Stored data entries:
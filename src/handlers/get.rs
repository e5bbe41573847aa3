use crate::envelope::Envelope;
use crate::error::ApiError;
use crate::path::ResourcePath;
use crate::routes;
use crate::state::AppState;
use axum::{
    extract::Request,
    http::StatusCode,
    response::{IntoResponse, Response},
};

/// GET /{resource}/{id} handler - Return a stored payload
///
/// The payload is written back exactly as it was uploaded, without the
/// status envelope.
#[utoipa::path(
    get,
    path = routes::RESOURCE,
    params(
        ("resource" = String, Path, description = "Resource type"),
        ("id" = String, Path, description = "Resource id, may contain further slashes")
    ),
    responses(
        (status = 200, description = "Stored payload, byte for byte", body = String, content_type = "application/json"),
        (status = 400, description = "Bad path", body = Envelope),
        (status = 404, description = "Nothing stored under this resource and id", body = Envelope)
    ),
    tag = "resources"
)]
pub async fn get_handler(state: AppState, request: Request) -> Result<Response, ApiError> {
    let target = ResourcePath::parse(request.uri().path()).ok_or(ApiError::BadPath)?;

    match state.store.get(&target.resource_type, &target.id).await {
        Some(payload) => {
            tracing::info!(
                resource_type = %target.resource_type,
                id = %target.id,
                "Successfully retrieved payload"
            );
            Ok((StatusCode::OK, payload).into_response())
        }
        None => {
            tracing::info!(
                resource_type = %target.resource_type,
                id = %target.id,
                "Payload not found"
            );
            Err(ApiError::NotFound)
        }
    }
}

#[cfg(test)]
mod tests {
    use super::*;
    use crate::config::Config;
    use axum::{body::Body, http::Request, Router};
    use tower::ServiceExt;
    use uuid::Uuid;

    fn setup_test_app() -> Router {
        routes::router(AppState::new(Config::default()))
    }

    async fn send(app: &Router, method: &str, uri: &str, body: Body) -> (StatusCode, axum::body::Bytes) {
        let response = app
            .clone()
            .oneshot(
                Request::builder()
                    .method(method)
                    .uri(uri)
                    .body(body)
                    .unwrap(),
            )
            .await
            .unwrap();

        let status = response.status();
        let body = axum::body::to_bytes(response.into_body(), usize::MAX)
            .await
            .unwrap();
        (status, body)
    }

    #[tokio::test]
    async fn test_get_endpoint_not_found() {
        let app = setup_test_app();

        let (status, body) = send(&app, "GET", "/issues/25", Body::empty()).await;

        assert_eq!(status, StatusCode::NOT_FOUND);
        assert_eq!(&body[..], br#"{"code":404,"message":"Not found"}"#);
    }

    #[tokio::test]
    async fn test_get_endpoint_returns_raw_payload() {
        let app = setup_test_app();

        let (status, body) = send(&app, "POST", "/issues/25", Body::from("{'a':'b'}")).await;
        assert_eq!(status, StatusCode::CREATED);
        assert_eq!(&body[..], br#"{"code":201,"message":"created"}"#);

        let (status, body) = send(&app, "GET", "/issues/25", Body::empty()).await;
        assert_eq!(status, StatusCode::OK);
        assert_eq!(&body[..], b"{'a':'b'}");
    }

    #[tokio::test]
    async fn test_get_endpoint_after_post_without_body() {
        let app = setup_test_app();

        let (status, _) = send(&app, "POST", "/issues/25", Body::empty()).await;
        assert_eq!(status, StatusCode::NO_CONTENT);

        let (status, _) = send(&app, "GET", "/issues/25", Body::empty()).await;
        assert_eq!(status, StatusCode::NOT_FOUND);
    }

    #[tokio::test]
    async fn test_get_endpoint_returns_latest_payload() {
        let app = setup_test_app();
        let uri = format!("/notes/{}", Uuid::new_v4());

        send(&app, "POST", &uri, Body::from("first")).await;
        send(&app, "POST", &uri, Body::from("second")).await;

        let (status, body) = send(&app, "GET", &uri, Body::empty()).await;
        assert_eq!(status, StatusCode::OK);
        assert_eq!(&body[..], b"second");
    }

    #[tokio::test]
    async fn test_get_endpoint_binary_payload() {
        let app = setup_test_app();
        let payload: Vec<u8> = vec![0x00, 0xff, 0x10, 0x80, b'\n'];

        send(&app, "POST", "/blobs/raw", Body::from(payload.clone())).await;

        let (status, body) = send(&app, "GET", "/blobs/raw", Body::empty()).await;
        assert_eq!(status, StatusCode::OK);
        assert_eq!(body.to_vec(), payload);
    }

    #[tokio::test]
    async fn test_get_endpoint_nested_id() {
        let app = setup_test_app();

        send(&app, "POST", "/issues/25/comments/1", Body::from("nested")).await;

        let (status, body) = send(&app, "GET", "/issues/25/comments/1", Body::empty()).await;
        assert_eq!(status, StatusCode::OK);
        assert_eq!(&body[..], b"nested");

        let (status, _) = send(&app, "GET", "/issues/25", Body::empty()).await;
        assert_eq!(status, StatusCode::NOT_FOUND);
    }

    #[tokio::test]
    async fn test_get_endpoint_bad_path() {
        let app = setup_test_app();

        for path in ["/", "/issues", "/issues/"] {
            let (status, body) = send(&app, "GET", path, Body::empty()).await;
            assert_eq!(status, StatusCode::BAD_REQUEST, "path {path}");
            assert_eq!(
                &body[..],
                br#"{"code":400,"message":"Bad path, expected /resources/id"}"#
            );
        }
    }
}
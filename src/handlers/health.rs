use crate::envelope::{self, Envelope};
use crate::error::ApiError;
use crate::routes;
use axum::{
    http::{Method, StatusCode},
    response::Response,
};

/// /health handler - Liveness check
///
/// Only GET is accepted; any other method, HEAD included, is answered
/// with 405.
#[utoipa::path(
    get,
    path = routes::HEALTH,
    responses(
        (status = 200, description = "Service is up", body = Envelope),
        (status = 405, description = "Method other than GET", body = Envelope)
    ),
    tag = "health"
)]
pub async fn health_handler(method: Method) -> Result<Response, ApiError> {
    if method != Method::GET {
        tracing::debug!(%method, "Rejected health check method");
        return Err(ApiError::MethodNotAllowed);
    }

    tracing::debug!("Health check passed");
    Ok(envelope::respond(StatusCode::OK, "OK"))
}
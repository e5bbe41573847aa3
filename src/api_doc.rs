use axum::Json;
use utoipa::OpenApi;

use crate::envelope::Envelope;
use crate::handlers;

/// OpenAPI documentation
#[derive(OpenApi)]
#[openapi(
    info(
        title = "parrot API",
        version = "1.0.0",
        description = "An in-memory store that echoes back whatever payload was posted"
    ),
    paths(
        handlers::health::health_handler,
        handlers::post::post_handler,
        handlers::get::get_handler
    ),
    components(
        schemas(Envelope)
    ),
    tags(
        (name = "health", description = "Health check operations"),
        (name = "resources", description = "Resource store operations")
    )
)]
pub struct ApiDoc;

/// GET /openapi.json handler - Serve the OpenAPI document
pub async fn openapi_handler() -> Json<utoipa::openapi::OpenApi> {
    Json(ApiDoc::openapi())
}
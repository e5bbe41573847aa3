use axum::{
    body::{Body, Bytes},
    http::StatusCode,
    response::Response,
};
use serde::{Deserialize, Serialize};

/// Uniform status body returned by every endpoint except a successful
/// resource read.
#[derive(Debug, Serialize, Deserialize, PartialEq, utoipa::ToSchema)]
pub struct Envelope {
    pub code: u16,
    pub message: String,
}

#[derive(Serialize)]
struct EnvelopeRef<'a> {
    code: u16,
    message: &'a str,
}

/// Encode `{"code": .., "message": ..}` with the fields in that order.
///
/// # Panics
/// Panics if serialization fails, which cannot happen for an integer and a
/// string.
pub fn encode(code: u16, message: &str) -> Bytes {
    let body = serde_json::to_vec(&EnvelopeRef { code, message })
        .expect("status envelope must always serialize");
    Bytes::from(body)
}

/// Build a response whose status and envelope code agree.
pub fn respond(status: StatusCode, message: &str) -> Response {
    let body = encode(status.as_u16(), message);
    let mut response = Response::new(Body::from(body));
    *response.status_mut() = status;
    response
}
pub mod health;
pub mod post;
pub mod get;

pub use health::health_handler;

use crate::error::ApiError;
use crate::state::AppState;
use axum::{
    extract::{Request, State},
    http::Method,
    response::Response,
};

/// Catch-all handler for `/{resource}/{id}` paths, dispatched on method.
pub async fn resource_handler(
    State(state): State<AppState>,
    request: Request,
) -> Result<Response, ApiError> {
    let method = request.method().clone();

    if method == Method::POST {
        post::post_handler(state, request).await
    } else if method == Method::GET {
        get::get_handler(state, request).await
    } else {
        tracing::debug!(%method, path = %request.uri().path(), "Rejected resource method");
        Err(ApiError::MethodNotAllowed)
    }
}
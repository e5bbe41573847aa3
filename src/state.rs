use crate::config::Config;
use crate::store::ResourceStore;
use std::sync::Arc;

/// Shared application state
#[derive(Clone)]
pub struct AppState {
    pub store: ResourceStore,
    pub config: Arc<Config>,
}

impl AppState {
    /// Fresh state with an empty store.
    pub fn new(config: Config) -> Self {
        Self {
            store: ResourceStore::new(),
            config: Arc::new(config),
        }
    }
}
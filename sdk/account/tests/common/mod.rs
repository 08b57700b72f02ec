use accountkit_sdk::{Account, AccountObject};

/// Snapshot of a `get_account` response for `teamgreymass`.
pub fn teamgreymass() -> anyhow::Result<Account> {
  let data: AccountObject =
    serde_json::from_str(include_str!("../fixtures/teamgreymass.json"))?;
  Ok(Account::new(data))
}
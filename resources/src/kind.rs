use {
  serde::{Deserialize, Serialize},
  std::{fmt::Display, str::FromStr},
  thiserror::Error,
};

#[derive(Debug, Clone, Error, PartialEq, Eq)]
#[error("unknown resource '{0}', expected one of cpu, net or ram")]
pub struct Error(String);

/// Chain resources an account can hold.
///
/// Cpu and net are acquired by staking the core token and measured in its
/// minor units. Ram is bought and sold and measured in bytes.
#[derive(
  Debug,
  Clone,
  Copy,
  PartialEq,
  Eq,
  Hash,
  PartialOrd,
  Ord,
  Serialize,
  Deserialize,
)]
#[serde(rename_all = "lowercase")]
pub enum ResourceKind {
  Cpu,
  Net,
  Ram,
}

impl ResourceKind {
  pub const ALL: [ResourceKind; 3] =
    [ResourceKind::Cpu, ResourceKind::Net, ResourceKind::Ram];

  pub(crate) fn index(self) -> usize {
    match self {
      ResourceKind::Cpu => 0,
      ResourceKind::Net => 1,
      ResourceKind::Ram => 2,
    }
  }

  /// Whether the resource is acquired by staking rather than buying.
  pub fn is_staked(self) -> bool {
    !matches!(self, ResourceKind::Ram)
  }
}

impl Display for ResourceKind {
  fn fmt(&self, f: &mut std::fmt::Formatter<'_>) -> std::fmt::Result {
    f.write_str(match self {
      ResourceKind::Cpu => "cpu",
      ResourceKind::Net => "net",
      ResourceKind::Ram => "ram",
    })
  }
}

impl FromStr for ResourceKind {
  type Err = Error;

  fn from_str(s: &str) -> Result<Self, Self::Err> {
    match s.to_ascii_lowercase().as_str() {
      "cpu" => Ok(ResourceKind::Cpu),
      "net" => Ok(ResourceKind::Net),
      "ram" => Ok(ResourceKind::Ram),
      _ => Err(Error(s.to_owned())),
    }
  }
}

WORK INSTRUCTION – In the data above, start at the line that has "measured in its", stop after the line that has "rather than buying.", and print every line in between exactly as it stands.

ANSWER SPACE –
/// Cpu and net are acquired by staking the core token and measured in its
/// minor units. Ram is bought and sold and measured in bytes.
#[derive(
  Debug,
  Clone,
  Copy,
  PartialEq,
  Eq,
  Hash,
  PartialOrd,
  Ord,
  Serialize,
  Deserialize,
)]
#[serde(rename_all = "lowercase")]
pub enum ResourceKind {
  Cpu,
  Net,
  Ram,
}

impl ResourceKind {
  pub const ALL: [ResourceKind; 3] =
    [ResourceKind::Cpu, ResourceKind::Net, ResourceKind::Ram];

  pub(crate) fn index(self) -> usize {
    match self {
      ResourceKind::Cpu => 0,
      ResourceKind::Net => 1,
      ResourceKind::Ram => 2,
    }
  }

  /// Whether the resource is acquired by staking rather than buying.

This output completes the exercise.